───── LISTED RECORDS ─────

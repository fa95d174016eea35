use axum::{
    async_trait,
    extract::{FromRequestParts, Request, State},
    http::{header, request::Parts, HeaderValue},
    middleware::Next,
    response::Response,
};
use axum_extra::extract::cookie::{Cookie, CookieJar, SameSite};
use service_core::error::AppError;
use uuid::Uuid;

use crate::AppState;

const MAX_SESSION_ID_LEN: usize = 128;

/// Identifier of the browser session, read from or minted into the session
/// cookie. OAuth state tokens are bound to it.
#[derive(Debug, Clone, PartialEq, Eq)]
pub struct SessionId(String);

impl SessionId {
    pub fn as_str(&self) -> &str {
        &self.0
    }
}

pub async fn session_middleware(
    State(state): State<AppState>,
    jar: CookieJar,
    mut req: Request,
    next: Next,
) -> Response {
    let cookie_name = &state.config.cookies.session_cookie_name;

    let existing = jar
        .get(cookie_name)
        .map(|c| c.value().to_string())
        .filter(|v| !v.is_empty() && v.len() <= MAX_SESSION_ID_LEN);

    let (session_id, is_new) = match existing {
        Some(id) => (id, false),
        None => (Uuid::new_v4().to_string(), true),
    };

    req.extensions_mut().insert(SessionId(session_id.clone()));
    let mut response = next.run(req).await;

    if is_new {
        let cookie = Cookie::build((cookie_name.clone(), session_id))
            .path("/")
            .http_only(true)
            .secure(state.config.cookies.secure)
            .same_site(SameSite::Lax)
            .build();

        if let Ok(value) = HeaderValue::from_str(&cookie.to_string()) {
            response.headers_mut().append(header::SET_COOKIE, value);
        }
    }

    response
}

#[async_trait]
impl<S> FromRequestParts<S> for SessionId
where
    S: Send + Sync,
{
    type Rejection = AppError;

    async fn from_request_parts(parts: &mut Parts, _state: &S) -> Result<Self, Self::Rejection> {
        parts
            .extensions
            .get::<SessionId>()
            .cloned()
            .ok_or_else(|| AppError::InternalError(anyhow::anyhow!("Session middleware not installed")))
    }
}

─────

▸ **ASSIGNMENT**
In the records above, find each line that holds the word "SameSite"; copy all such lines.

▸ **WORKED SOLUTION**
use axum_extra::extract::cookie::{Cookie, CookieJar, SameSite};
            .same_site(SameSite::Lax)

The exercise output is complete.